April 11 – According to a report by Russian Sputnik Network on the 11th, Vladimir Rakov, chief scientific researcher of the laboratory of the Pacific Oceanographic Research Institute of the Far East Branch of the Russian Academy of Sciences, said that the water in the Fukushima No. 1 nuclear power plant in Japan, where the accident occurred, even if carefully cleaned, is discharged if it is discharged to In the ocean, it may still lead to the retention of radioisotopes in marine organisms, including fish, and then accumulate in the human body.

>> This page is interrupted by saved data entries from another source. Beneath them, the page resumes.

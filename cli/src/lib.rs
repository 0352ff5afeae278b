//! gelf-tee library - exposes modules for unit tests

pub mod app;
pub mod commands;
pub mod logging;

Previously, according to the TV station of the Japan Broadcasting Association, the Japanese government may announce the decision early next week to thoroughly clean the water from the Fukushima No. 1 nuclear power plant and then dump it into the sea. Sources from TV station said that the approximate date of dumping the water was 2023. Based on the current water storage rate in the tank, all storage devices will be full by the end of 2022.
Rakov said, “If water is poured into a place where the seawater is well evenly mixed, it will not attract much attention; if the water is poured into the water will flow to the coast, the radioisotopes will enter the fish, and they will accumulate on the fish bones and meat.”

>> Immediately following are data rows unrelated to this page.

use crate::error::RunnerError;

use super::model::{LogRecord, Severity, GELF_VERSION};

/// Builds GELF payloads for one wrapped command.
#[derive(Debug, Clone)]
pub struct RecordFormatter {
    command: String,
    host: String,
}

impl RecordFormatter {
    pub fn new(command: impl Into<String>, host: impl Into<String>) -> Self {
        Self {
            command: command.into(),
            host: host.into(),
        }
    }

    pub fn command(&self) -> &str {
        &self.command
    }

    /// One record per line or lifecycle event. Never empty.
    pub fn split(
        &self,
        line: &str,
        severity: Severity,
        failed: Option<bool>,
    ) -> Result<Vec<u8>, RunnerError> {
        let record = self.record(line.to_string(), None, severity, failed);
        Ok(serde_json::to_vec(&record)?)
    }

    /// One record for a whole stream. `None` when there is nothing to send.
    pub fn batch(&self, output: &str, severity: Severity) -> Result<Option<Vec<u8>>, RunnerError> {
        if output.is_empty() {
            return Ok(None);
        }
        let record = self.record(
            severity.batch_label().to_string(),
            Some(output.to_string()),
            severity,
            None,
        );
        Ok(Some(serde_json::to_vec(&record)?))
    }

    fn record(
        &self,
        short_message: String,
        full_message: Option<String>,
        severity: Severity,
        failed: Option<bool>,
    ) -> LogRecord {
        LogRecord {
            version: GELF_VERSION.to_string(),
            host: self.host.clone(),
            short_message,
            full_message,
            timestamp: Some(now_seconds()),
            level: severity.level(),
            pid: None,
            command: self.command.clone(),
            failed: failed.map(u8::from),
        }
    }
}

fn now_seconds() -> f64 {
    let now = chrono::Utc::now();
    now.timestamp() as f64 + f64::from(now.timestamp_subsec_millis()) / 1000.0
}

According to him, it is impossible to completely remove radioactive pollution from the water of the Fukushima nuclear power plant.
The scientist pointed out, “They are atomic isotopes. For such water, no matter how clean it is, isotope will exist.”

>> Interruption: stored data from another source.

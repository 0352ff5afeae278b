//! Stable re-exports for consumers (`cli`, `plugins`, and external crates).
//!
//! Prefer importing from `gelf_tee_core::api` instead of reaching into internal modules.

pub use crate::config::{load, AppConfig, LoggingConfig, RunnerConfig, SinkConfig};
pub use crate::error::{CliError, RunnerError};
pub use crate::record::{LogRecord, RecordFormatter, Severity, GELF_VERSION};
pub use crate::runner::{
    run_tee, CapturedOutput, ChildExit, OutputMode, RunOutcome, RunTeeArgs, RunnerPlugin,
    RunnerSession, RunnerStartArgs,
};
pub use crate::sink::{LogSink, MemorySink};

He said that after the accident at the Fukushima nuclear power plant, individual isotopes with shorter lives may have disappeared, such as radioactive iodine; but there are also some elements whose decay process takes tens of thousands or even hundreds of thousands of years.
Rakov made it clear that “it is impossible to get rid of them completely. They will always be in the concentrates obtained from the nuclear reaction of nuclear power plants.” He also pointed out that for many marine organisms, such a planned purification of water would not improve the situation until corresponding international standards were introduced.
On March 11, 2011, due to a 9.0 magnitude earthquake and tsunami, a serious accident occurred at the Fukushima No. 1 nuclear power plant. The surroundings of the nuclear power plant have not been able to live normally so far. According to the estimation of the parties, it will take about 40 years from the time of the event to finally clear the consequences of the accident and dismantle the reactor.